John Randolph rose to reply. His first sentences showed not only that he could speak, but that he knew the artifices of an old debater; for he began by giving eloquent expression to the veneration felt by his hearers for the aged patriot who had just addressed them. He spoke for three hours, it is said; and if we may judge from the imperfect outline of his speech that has come down to us, he spoke as well that day as ever he did. States' Rights was the burden of his speech. That the Alien and Sedition Law was an outrage upon human nature, he may have believed; but what he felt was, that it was an outrage upon the Commonwealth of Virginia.
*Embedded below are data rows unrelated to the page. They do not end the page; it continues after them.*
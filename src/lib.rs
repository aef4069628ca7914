//! DataAccess - entity data access with retrying reads, result caching and
//! deferred transactions
//!
//! Backends plug in through three traits: [`EntityRepository`] (reads),
//! [`TransactionScopeFactory`] (atomic write scopes) and the transient-error
//! predicate both carry. On top of them this crate provides:
//!
//! - Reads that retry on deadlocks and lock timeouts
//! - A result cache keyed by entity and criteria, filled at most once per
//!   key and refreshed per entity timeout
//! - Transactions that queue writes and commit them as one atomic batch,
//!   either when dropped or later through a scheduler
//!
//! # Quick Start
//!
//! ```ignore
//! use std::sync::Arc;
//! use dataaccess::{Criteria, DataContext, IsolationLevel, MemoryBackend, ReadMode};
//!
//! let ctx = DataContext::builder()
//!     .read_mode(ReadMode::Cached)
//!     .backend(Arc::new(MemoryBackend::new("main")))
//!     .build()?;
//!
//! {
//!     let mut txn = ctx.begin_transaction("main", IsolationLevel::default())?;
//!     txn.insert(&customer)?;
//! } // committed here
//!
//! let berlin = ctx.get::<Customer>()?.filter().eq("city", "Berlin").read()?;
//! ```

pub use dataaccess_core::*;
pub use dataaccess_engine::*;
pub use dataaccess_storage::{BackendStats, FaultInjector, MemoryBackend, TRANSIENT_CODES};
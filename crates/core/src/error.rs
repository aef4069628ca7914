//! Error types for the data access layer
//!
//! This module defines the error taxonomy shared by every crate in the
//! workspace. We use `thiserror` for automatic `Display` and `Error` trait
//! implementations.
//!
//! Whether an error is *transient* (deadlock, lock timeout) is deliberately
//! not decided here: error codes are backend-specific, so the classification
//! is always asked of the backend that produced the error.

use std::io;
use thiserror::Error;
use uuid::Uuid;

/// Result type alias for data access operations
pub type DataResult<T> = std::result::Result<T, DataError>;

/// Error types for the data access layer
#[derive(Debug, Error)]
pub enum DataError {
    /// Failure reported by a storage backend
    ///
    /// `code` carries the backend's native error code (e.g. `"1205"` for a
    /// SQL Server deadlock victim, `"40P01"` for a Postgres deadlock) so the
    /// backend can later classify it as transient or not.
    #[error("Backend error{}: {message}", fmt_code(.code))]
    Backend {
        /// Backend-native error code, if any
        code: Option<String>,
        /// Human-readable message
        message: String,
    },

    /// Every attempt of a retried operation failed with a transient error
    #[error("Retry exhausted after {attempts} attempt(s): {source}")]
    RetryExhausted {
        /// Number of attempts made
        attempts: u32,
        /// Error raised by the final attempt
        #[source]
        source: Box<DataError>,
    },

    /// Missing or invalid entity metadata, unresolvable repository
    #[error("Configuration error: {0}")]
    Configuration(String),

    /// Operation not valid in the current state (e.g. writing to a committed transaction)
    #[error("Invalid state: {0}")]
    InvalidState(String),

    /// One action of a write batch reported failure; the batch was rolled back
    #[error("Batch of transaction {transaction} failed at action {action}")]
    PartialBatchFailure {
        /// Transaction whose batch failed
        transaction: Uuid,
        /// Zero-based index of the failing action
        action: usize,
    },

    /// I/O error (configuration files, etc.)
    #[error("I/O error: {0}")]
    Io(#[from] io::Error),

    /// Serialization/deserialization error
    #[error("Serialization error: {0}")]
    Serialization(String),
}

fn fmt_code(code: &Option<String>) -> String {
    code.as_ref().map(|c| format!(" [{}]", c)).unwrap_or_default()
}

impl DataError {
    /// Backend error without a native code
    pub fn backend(message: impl Into<String>) -> Self {
        DataError::Backend {
            code: None,
            message: message.into(),
        }
    }

    /// Backend error carrying a native error code
    pub fn backend_code(code: impl Into<String>, message: impl Into<String>) -> Self {
        DataError::Backend {
            code: Some(code.into()),
            message: message.into(),
        }
    }

    /// Configuration error
    pub fn configuration(message: impl Into<String>) -> Self {
        DataError::Configuration(message.into())
    }

    /// Invalid state error
    pub fn invalid_state(message: impl Into<String>) -> Self {
        DataError::InvalidState(message.into())
    }

    /// Backend-native error code, looking through `RetryExhausted`
    pub fn code(&self) -> Option<&str> {
        match self.root_cause() {
            DataError::Backend { code, .. } => code.as_deref(),
            _ => None,
        }
    }

    /// The original error underneath any retry wrapping
    pub fn root_cause(&self) -> &DataError {
        let mut current = self;
        while let DataError::RetryExhausted { source, .. } = current {
            current = source.as_ref();
        }
        current
    }

    /// Whether this error is a configuration problem (never retried)
    pub fn is_configuration(&self) -> bool {
        matches!(self, DataError::Configuration(_))
    }

    /// Whether the retry engine gave up on this error
    pub fn is_retry_exhausted(&self) -> bool {
        matches!(self, DataError::RetryExhausted { .. })
    }
}
//! Filter criteria and cache fingerprints
//!
//! A [`Criterion`] is one `column = value` predicate. A [`Criteria`] set is
//! the conjunction of its members and is what every read operation takes.
//!
//! ## Determinism
//!
//! Criteria are kept ordered by name, so two sets holding the same
//! `(name, value)` pairs compare equal and produce the same
//! [`fingerprint`](Criteria::fingerprint) no matter in which order they were
//! built. Adding a criterion whose name is already present replaces it.

use crate::value::{TypeTag, Value};
use serde::{Deserialize, Serialize};
use std::collections::BTreeMap;
use std::fmt::Write as _;

/// One filter predicate: `name = value`
#[derive(Debug, Clone, PartialEq, Serialize, Deserialize)]
pub struct Criterion {
    name: String,
    value: Value,
    type_tag: TypeTag,
}

impl Criterion {
    /// Create a criterion whose type tag is taken from the value
    pub fn new(name: impl Into<String>, value: impl Into<Value>) -> Self {
        let value = value.into();
        Self {
            name: name.into(),
            type_tag: value.type_tag(),
            value,
        }
    }

    /// Create a criterion with an explicit type tag
    ///
    /// Useful for `Null` parameters that must still bind as a concrete type.
    pub fn typed(name: impl Into<String>, value: impl Into<Value>, type_tag: TypeTag) -> Self {
        Self {
            name: name.into(),
            value: value.into(),
            type_tag,
        }
    }

    /// Column or parameter name
    pub fn name(&self) -> &str {
        &self.name
    }

    /// Value to compare against
    pub fn value(&self) -> &Value {
        &self.value
    }

    /// Declared type of the value
    pub fn type_tag(&self) -> TypeTag {
        self.type_tag
    }
}

/// A set of criteria, combined with AND
#[derive(Debug, Clone, Default, PartialEq, Serialize, Deserialize)]
pub struct Criteria {
    items: BTreeMap<String, Criterion>,
}

impl Criteria {
    /// Empty criteria set (matches everything)
    pub fn new() -> Self {
        Self::default()
    }

    /// Builder-style insert
    pub fn with(mut self, name: impl Into<String>, value: impl Into<Value>) -> Self {
        self.push(Criterion::new(name, value));
        self
    }

    /// Insert a criterion, replacing any existing one with the same name
    pub fn push(&mut self, criterion: Criterion) {
        self.items.insert(criterion.name.clone(), criterion);
    }

    /// Look up a criterion by name
    pub fn get(&self, name: &str) -> Option<&Criterion> {
        self.items.get(name)
    }

    /// Iterate criteria in name order
    pub fn iter(&self) -> impl Iterator<Item = &Criterion> {
        self.items.values()
    }

    /// Number of criteria
    pub fn len(&self) -> usize {
        self.items.len()
    }

    /// True if there are no criteria
    pub fn is_empty(&self) -> bool {
        self.items.is_empty()
    }

    /// Cache key for reading `entity_name` with these criteria
    ///
    /// Format: `Entity|"name"=value|"name"=value...` in name order. Names
    /// are quoted and values use the type-distinguishing [`Value`] display,
    /// so distinct criteria can never collapse onto the same key.
    pub fn fingerprint(&self, entity_name: &str) -> String {
        let mut key = String::with_capacity(entity_name.len() + self.items.len() * 16);
        key.push_str(entity_name);
        for criterion in self.items.values() {
            let _ = write!(key, "|{:?}={}", criterion.name, criterion.value);
        }
        key
    }
}

impl FromIterator<Criterion> for Criteria {
    fn from_iter<I: IntoIterator<Item = Criterion>>(iter: I) -> Self {
        let mut criteria = Criteria::new();
        criteria.extend(iter);
        criteria
    }
}

impl<K: Into<String>, V: Into<Value>> FromIterator<(K, V)> for Criteria {
    fn from_iter<I: IntoIterator<Item = (K, V)>>(iter: I) -> Self {
        iter.into_iter()
            .map(|(name, value)| Criterion::new(name, value))
            .collect()
    }
}

impl Extend<Criterion> for Criteria {
    fn extend<I: IntoIterator<Item = Criterion>>(&mut self, iter: I) {
        for criterion in iter {
            self.push(criterion);
        }
    }
}

impl<'a> IntoIterator for &'a Criteria {
    type Item = &'a Criterion;
    type IntoIter = std::collections::btree_map::Values<'a, String, Criterion>;

    fn into_iter(self) -> Self::IntoIter {
        self.items.values()
    }
}
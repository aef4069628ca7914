//! Shared test utilities for the integration suite.

#![allow(dead_code)]

use std::sync::{Arc, Once};
use std::time::Duration;

pub use dataaccess::*;

static INIT_TRACING: Once = Once::new();

/// Route `tracing` output to the test harness (shown with `--nocapture`).
pub fn init_tracing() {
    INIT_TRACING.call_once(|| {
        let _ = tracing_subscriber::fmt()
            .with_test_writer()
            .with_max_level(tracing::Level::DEBUG)
            .try_init();
    });
}

// ============================================================================
// Entities
// ============================================================================

/// Cached for a minute
#[derive(Debug, Clone)]
pub struct Customer {
    pub id: i64,
    pub name: String,
    pub city: String,
}

impl Entity for Customer {
    fn describe() -> DataResult<EntityInfo> {
        EntityInfo::builder("Customer")
            .repository("main")
            .cache_timeout(Duration::from_secs(60))
            .properties(["id", "name", "city"])
            .primary_key(["id"])
            .build()
    }

    fn to_record(&self) -> Record {
        Record::new()
            .with("id", self.id)
            .with("name", self.name.as_str())
            .with("city", self.city.as_str())
    }
}

pub fn customer(id: i64, name: &str, city: &str) -> Customer {
    Customer {
        id,
        name: name.to_string(),
        city: city.to_string(),
    }
}

/// Never cached
#[derive(Debug, Clone)]
pub struct AuditEntry {
    pub id: i64,
    pub message: String,
}

impl Entity for AuditEntry {
    fn describe() -> DataResult<EntityInfo> {
        EntityInfo::builder("AuditEntry")
            .repository("main")
            .properties(["id", "message"])
            .primary_key(["id"])
            .build()
    }

    fn to_record(&self) -> Record {
        Record::new()
            .with("id", self.id)
            .with("message", self.message.as_str())
    }
}

// ============================================================================
// TestEnv - context over one memory backend named "main"
// ============================================================================

pub struct TestEnv {
    pub backend: Arc<MemoryBackend>,
    pub ctx: DataContext,
}

impl TestEnv {
    pub fn new(read_mode: ReadMode) -> Self {
        Self::with_config(DataAccessConfig::default(), read_mode)
    }

    pub fn with_config(config: DataAccessConfig, read_mode: ReadMode) -> Self {
        init_tracing();
        let backend = Arc::new(MemoryBackend::new("main"));
        let ctx = DataContext::builder()
            .config(config)
            .read_mode(read_mode)
            .backend(backend.clone())
            .build()
            .expect("context should build");
        TestEnv { backend, ctx }
    }

    /// Load customers straight into the backend
    pub fn seed_customers(&self, customers: &[Customer]) {
        let info = self.ctx.entities().info_for::<Customer>().unwrap();
        self.backend
            .seed(&info, customers.iter().map(Customer::to_record));
    }

    pub fn customers(&self) -> DataGetter {
        self.ctx.get::<Customer>().unwrap()
    }

    pub fn reads(&self) -> u64 {
        self.backend.stats().reads
    }
}

pub fn berlin_and_paris() -> Vec<Customer> {
    vec![
        customer(1, "ann", "Berlin"),
        customer(2, "ben", "Berlin"),
        customer(3, "cat", "Paris"),
        customer(4, "dan", "Berlin"),
    ]
}
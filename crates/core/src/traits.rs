//! Backend capability traits
//!
//! These traits are the seam between the generic data layer and concrete
//! storage adapters (SQL servers, embedded stores, document databases).
//! The engine never talks to a backend except through them.
//!
//! Thread safety: capabilities are shared across worker threads and must be
//! `Send + Sync`. Scopes are owned by a single committing thread.

use std::fmt;

use crate::criterion::Criteria;
use crate::entity::EntityInfo;
use crate::error::{DataError, DataResult};
use crate::record::Record;

/// One-shot, non-restartable sequence of records
///
/// Mirrors a database cursor bound to a live connection: records are pulled
/// lazily and the cursor cannot be rewound. Dropping it releases whatever
/// resource the backend attached to it.
pub struct RecordCursor {
    inner: Box<dyn Iterator<Item = DataResult<Record>> + Send>,
}

impl RecordCursor {
    /// Wrap a backend iterator
    pub fn new<I>(iter: I) -> Self
    where
        I: Iterator<Item = DataResult<Record>> + Send + 'static,
    {
        Self {
            inner: Box::new(iter),
        }
    }

    /// Cursor over already-materialized records
    pub fn from_records(records: Vec<Record>) -> Self {
        Self::new(records.into_iter().map(Ok))
    }

    /// Drain the cursor into a vector, stopping at the first error
    pub fn materialize(self) -> DataResult<Vec<Record>> {
        self.collect()
    }
}

impl Iterator for RecordCursor {
    type Item = DataResult<Record>;

    fn next(&mut self) -> Option<Self::Item> {
        self.inner.next()
    }
}

impl fmt::Debug for RecordCursor {
    fn fmt(&self, f: &mut fmt::Formatter<'_>) -> fmt::Result {
        f.debug_struct("RecordCursor").finish_non_exhaustive()
    }
}

/// Read capability of a backend
///
/// Must be safe to invoke repeatedly; the cached layer calls it once per
/// fingerprint miss.
pub trait EntityRepository: Send + Sync {
    /// Name under which entities refer to this repository
    fn name(&self) -> &str;

    /// Open a cursor over the records of `entity` matching `criteria`
    ///
    /// # Errors
    ///
    /// Returns `Backend` on I/O failure; the error may be transient.
    fn read(&self, entity: &EntityInfo, criteria: &Criteria) -> DataResult<RecordCursor>;

    /// Whether `error` is caused by temporary contention (deadlock, lock
    /// timeout) and the operation is worth retrying
    fn is_transient(&self, error: &DataError) -> bool;
}

/// Isolation level requested for a transaction scope
#[derive(Debug, Clone, Copy, PartialEq, Eq, Hash, Default)]
pub enum IsolationLevel {
    /// Dirty reads allowed
    ReadUncommitted,
    /// Only committed data is visible (most backends' default)
    #[default]
    ReadCommitted,
    /// Rows read stay stable for the scope
    RepeatableRead,
    /// Full serializability
    Serializable,
    /// Snapshot isolation
    Snapshot,
}

/// Backend-specific transactional context
///
/// Writes issued through a scope become visible only once
/// [`complete`](TransactionScope::complete) succeeds. Dropping a scope that
/// was never completed aborts every write made through it.
///
/// Each write returns `Ok(false)` for a *logical* failure (row already
/// exists, nothing to update) and `Err` for an I/O failure.
pub trait TransactionScope {
    /// Insert one record
    fn insert(&mut self, entity: &EntityInfo, record: &Record) -> DataResult<bool>;

    /// Update one record, located by the entity's primary key
    fn update(&mut self, entity: &EntityInfo, record: &Record) -> DataResult<bool>;

    /// Delete one record, located by the entity's primary key
    fn delete(&mut self, entity: &EntityInfo, record: &Record) -> DataResult<bool>;

    /// Insert a batch; fails as soon as one insert fails
    fn insert_many(&mut self, entity: &EntityInfo, records: &[Record]) -> DataResult<bool> {
        for record in records {
            if !self.insert(entity, record)? {
                return Ok(false);
            }
        }
        Ok(true)
    }

    /// Update a batch; fails as soon as one update fails
    fn update_many(&mut self, entity: &EntityInfo, records: &[Record]) -> DataResult<bool> {
        for record in records {
            if !self.update(entity, record)? {
                return Ok(false);
            }
        }
        Ok(true)
    }

    /// Delete a batch; fails as soon as one delete fails
    fn delete_many(&mut self, entity: &EntityInfo, records: &[Record]) -> DataResult<bool> {
        for record in records {
            if !self.delete(entity, record)? {
                return Ok(false);
            }
        }
        Ok(true)
    }

    /// Make every write of this scope durable and visible
    fn complete(self: Box<Self>) -> DataResult<()>;
}

/// Write capability of a backend: opens transaction scopes
pub trait TransactionScopeFactory: Send + Sync {
    /// Name of the backend, used in logs
    fn name(&self) -> &str;

    /// Begin a new scope
    ///
    /// # Errors
    ///
    /// Returns `Backend` if no connection/transaction could be opened.
    fn begin(&self, isolation: IsolationLevel) -> DataResult<Box<dyn TransactionScope>>;

    /// Whether `error` is transient for this backend
    fn is_transient(&self, error: &DataError) -> bool;
}
//! Data access configuration via `dataaccess.toml`
//!
//! Retry policy, default cache timeout, scheduler limits and per-entity
//! overrides live in one TOML file. A commented default file is written on
//! first use; edit it and restart to change settings.

use std::collections::BTreeMap;
use std::path::Path;
use std::time::Duration;

use dataaccess_core::{DataError, DataResult};
use serde::{Deserialize, Serialize};
use tracing::info;

use crate::retry::{RetryConfig, DEFAULT_MAX_ATTEMPTS};

/// Config file name
pub const CONFIG_FILE_NAME: &str = "dataaccess.toml";

/// Retry section (`[retry]`)
#[derive(Debug, Clone, Serialize, Deserialize, PartialEq, Eq)]
pub struct RetrySection {
    /// Total attempts per operation, including the first
    #[serde(default = "default_max_attempts")]
    pub max_attempts: u32,
    /// Delay after the first transient failure, doubled on each further one
    #[serde(default)]
    pub base_delay_ms: u64,
    /// Upper bound for a single delay
    #[serde(default)]
    pub max_delay_ms: u64,
}

fn default_max_attempts() -> u32 {
    DEFAULT_MAX_ATTEMPTS
}

impl Default for RetrySection {
    fn default() -> Self {
        Self {
            max_attempts: default_max_attempts(),
            base_delay_ms: 0,
            max_delay_ms: 0,
        }
    }
}

/// Cache section (`[cache]`)
#[derive(Debug, Clone, Default, Serialize, Deserialize, PartialEq, Eq)]
pub struct CacheSection {
    /// Timeout applied to entities that declare none (0 = not cached)
    #[serde(default)]
    pub default_timeout_ms: u64,
}

/// Scheduler section (`[scheduler]`)
#[derive(Debug, Clone, Serialize, Deserialize, PartialEq, Eq)]
pub struct SchedulerSection {
    /// Failed commits before a transaction is dead-lettered (0 = never)
    #[serde(default = "default_max_commit_attempts")]
    pub max_commit_attempts: u32,
    /// Pause between background flush passes
    #[serde(default = "default_flush_interval_ms")]
    pub flush_interval_ms: u64,
}

fn default_max_commit_attempts() -> u32 {
    10
}

fn default_flush_interval_ms() -> u64 {
    1000
}

impl Default for SchedulerSection {
    fn default() -> Self {
        Self {
            max_commit_attempts: default_max_commit_attempts(),
            flush_interval_ms: default_flush_interval_ms(),
        }
    }
}

/// Per-entity override (`[entities.<Name>]`)
#[derive(Debug, Clone, Default, Serialize, Deserialize, PartialEq, Eq)]
pub struct EntityOverride {
    /// Replaces the entity's declared cache timeout
    #[serde(default, skip_serializing_if = "Option::is_none")]
    pub cache_timeout_ms: Option<u64>,
}

/// Configuration loaded from `dataaccess.toml`.
///
/// # Example
///
/// ```toml
/// [retry]
/// max_attempts = 6
///
/// [cache]
/// default_timeout_ms = 0
///
/// [entities.Country]
/// cache_timeout_ms = 60000
/// ```
#[derive(Debug, Clone, Default, Serialize, Deserialize, PartialEq, Eq)]
pub struct DataAccessConfig {
    /// Retry policy for reads and commits
    #[serde(default)]
    pub retry: RetrySection,
    /// Cache defaults
    #[serde(default)]
    pub cache: CacheSection,
    /// Scheduler limits
    #[serde(default)]
    pub scheduler: SchedulerSection,
    /// Per-entity overrides keyed by entity name
    #[serde(default, skip_serializing_if = "BTreeMap::is_empty")]
    pub entities: BTreeMap<String, EntityOverride>,
}

impl DataAccessConfig {
    /// Retry policy described by the `[retry]` section
    pub fn retry_config(&self) -> RetryConfig {
        RetryConfig::new()
            .with_max_attempts(self.retry.max_attempts)
            .with_base_delay(Duration::from_millis(self.retry.base_delay_ms))
            .with_max_delay(Duration::from_millis(self.retry.max_delay_ms))
    }

    /// Timeout for entities that declare none
    pub fn default_cache_timeout(&self) -> Duration {
        Duration::from_millis(self.cache.default_timeout_ms)
    }

    /// Pause between background flush passes
    pub fn flush_interval(&self) -> Duration {
        Duration::from_millis(self.scheduler.flush_interval_ms)
    }

    /// Configured cache timeout overrides, by entity name
    pub fn cache_overrides(&self) -> impl Iterator<Item = (&str, Duration)> {
        self.entities.iter().filter_map(|(name, o)| {
            o.cache_timeout_ms
                .map(|ms| (name.as_str(), Duration::from_millis(ms)))
        })
    }

    /// Check values that parse but make no sense
    ///
    /// # Errors
    ///
    /// Returns `Configuration` if a delay bound is below its base or the
    /// flush interval is zero.
    pub fn validate(&self) -> DataResult<()> {
        if self.retry.max_delay_ms != 0 && self.retry.max_delay_ms < self.retry.base_delay_ms {
            return Err(DataError::configuration(format!(
                "retry.max_delay_ms ({}) is below retry.base_delay_ms ({})",
                self.retry.max_delay_ms, self.retry.base_delay_ms
            )));
        }
        if self.scheduler.flush_interval_ms == 0 {
            return Err(DataError::configuration(
                "scheduler.flush_interval_ms must be greater than 0",
            ));
        }
        if let Some(name) = self.entities.keys().find(|name| name.is_empty()) {
            return Err(DataError::configuration(format!(
                "invalid entity override name '{}'",
                name
            )));
        }
        Ok(())
    }

    /// Returns the default config file content with comments.
    pub fn default_toml() -> &'static str {
        r#"# Data access configuration
#
# Reads and commits that fail with a transient backend error (deadlock,
# lock timeout) are retried. Delays double after each failure up to
# max_delay_ms; 0 retries immediately.
[retry]
max_attempts = 6
base_delay_ms = 0
max_delay_ms = 0

# Cache timeout for entities that declare none. 0 disables caching.
[cache]
default_timeout_ms = 0

# Scheduled transactions that failed max_commit_attempts times are moved to
# the dead-letter list. 0 keeps retrying forever.
[scheduler]
max_commit_attempts = 10
flush_interval_ms = 1000

# Per-entity overrides
# [entities.Country]
# cache_timeout_ms = 60000
"#
    }

    /// Parse config from TOML text and validate it
    ///
    /// # Errors
    ///
    /// Returns `Configuration` if the text cannot be parsed or is invalid.
    pub fn from_toml_str(content: &str) -> DataResult<Self> {
        let config: DataAccessConfig = toml::from_str(content)
            .map_err(|e| DataError::configuration(format!("Failed to parse config: {}", e)))?;
        config.validate()?;
        Ok(config)
    }

    /// Read and parse config from a file path.
    ///
    /// # Errors
    ///
    /// Returns an error if the file cannot be read, parsed or validated.
    pub fn from_file(path: &Path) -> DataResult<Self> {
        let content = std::fs::read_to_string(path)?;
        let config: DataAccessConfig = toml::from_str(&content).map_err(|e| {
            DataError::configuration(format!(
                "Failed to parse config file '{}': {}",
                path.display(),
                e
            ))
        })?;
        config.validate()?;
        info!(target: "dataaccess::config", path = %path.display(), "Loaded configuration");
        Ok(config)
    }

    /// Write the default config file if it does not already exist.
    ///
    /// Returns `Ok(())` whether the file was created or already existed.
    pub fn write_default_if_missing(path: &Path) -> DataResult<()> {
        if !path.exists() {
            std::fs::write(path, Self::default_toml())?;
            info!(target: "dataaccess::config", path = %path.display(), "Wrote default configuration");
        }
        Ok(())
    }

    /// Serialize this config to TOML and write it to the given path.
    pub fn write_to_file(&self, path: &Path) -> DataResult<()> {
        let content = toml::to_string_pretty(self)
            .map_err(|e| DataError::Serialization(format!("Failed to serialize config: {}", e)))?;
        std::fs::write(path, content)?;
        Ok(())
    }
}

#[cfg(test)]
mod tests {
    use super::*;
    use tempfile::TempDir;

    #[test]
    fn default_config_matches_observed_behavior() {
        let config = DataAccessConfig::default();
        assert_eq!(config.retry.max_attempts, 6);
        assert_eq!(config.retry_config(), RetryConfig::default());
        assert_eq!(config.default_cache_timeout(), Duration::ZERO);
        assert_eq!(config.scheduler.max_commit_attempts, 10);
        assert_eq!(config.flush_interval(), Duration::from_secs(1));
    }

    #[test]
    fn default_toml_parses_to_default() {
        let config = DataAccessConfig::from_toml_str(DataAccessConfig::default_toml()).unwrap();
        assert_eq!(config, DataAccessConfig::default());
    }

    #[test]
    fn empty_file_uses_defaults() {
        let config = DataAccessConfig::from_toml_str("").unwrap();
        assert_eq!(config, DataAccessConfig::default());
    }

    #[test]
    fn parse_entity_overrides() {
        let config = DataAccessConfig::from_toml_str(
            r#"
[entities.Country]
cache_timeout_ms = 60000

[entities.Order]
"#,
        )
        .unwrap();
        let overrides: Vec<_> = config.cache_overrides().collect();
        assert_eq!(overrides, vec![("Country", Duration::from_secs(60))]);
    }

    #[test]
    fn parse_retry_backoff() {
        let config = DataAccessConfig::from_toml_str(
            "[retry]\nmax_attempts = 3\nbase_delay_ms = 5\nmax_delay_ms = 50\n",
        )
        .unwrap();
        let retry = config.retry_config();
        assert_eq!(retry.max_attempts, 3);
        assert_eq!(retry.delay_for(2), Duration::from_millis(10));
    }

    #[test]
    fn max_delay_below_base_is_rejected() {
        let err = DataAccessConfig::from_toml_str("[retry]\nbase_delay_ms = 50\nmax_delay_ms = 5\n")
            .unwrap_err();
        assert!(err.is_configuration());
    }

    #[test]
    fn zero_flush_interval_is_rejected() {
        let err =
            DataAccessConfig::from_toml_str("[scheduler]\nflush_interval_ms = 0\n").unwrap_err();
        assert!(err.is_configuration());
    }

    #[test]
    fn malformed_toml_is_configuration_error() {
        let err = DataAccessConfig::from_toml_str("[retry\nmax_attempts = ").unwrap_err();
        assert!(err.is_configuration());
    }

    #[test]
    fn write_default_creates_file() {
        let dir = TempDir::new().unwrap();
        let path = dir.path().join(CONFIG_FILE_NAME);
        assert!(!path.exists());

        DataAccessConfig::write_default_if_missing(&path).unwrap();
        assert!(path.exists());

        let config = DataAccessConfig::from_file(&path).unwrap();
        assert_eq!(config, DataAccessConfig::default());
    }

    #[test]
    fn write_default_does_not_overwrite() {
        let dir = TempDir::new().unwrap();
        let path = dir.path().join(CONFIG_FILE_NAME);
        std::fs::write(&path, "[retry]\nmax_attempts = 2\n").unwrap();

        DataAccessConfig::write_default_if_missing(&path).unwrap();

        let config = DataAccessConfig::from_file(&path).unwrap();
        assert_eq!(config.retry.max_attempts, 2);
    }

    #[test]
    fn missing_file_is_io_error() {
        let dir = TempDir::new().unwrap();
        let err = DataAccessConfig::from_file(&dir.path().join("absent.toml")).unwrap_err();
        assert!(matches!(err, DataError::Io(_)));
    }

    #[test]
    fn write_to_file_round_trip() {
        let dir = TempDir::new().unwrap();
        let path = dir.path().join(CONFIG_FILE_NAME);

        let mut config = DataAccessConfig::default();
        config.cache.default_timeout_ms = 250;
        config.scheduler.max_commit_attempts = 0;
        config.entities.insert(
            "Country".to_string(),
            EntityOverride {
                cache_timeout_ms: Some(1000),
            },
        );

        config.write_to_file(&path).unwrap();
        let loaded = DataAccessConfig::from_file(&path).unwrap();
        assert_eq!(loaded, config);
    }
}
He may have thought it desirable that all governments should confine themselves to the simple business of compelling the faithful performance of contracts; but what he insisted upon was, that the exercise by the government of the United States of any power not expressly laid down in the letter of the Constitution was a wrong to Virginia. If John Adams is right, said he, in substance, then Virginia has gained nothing by the Revolution but a change of masters,—New England for Old England,—which he thought was not a change for the better.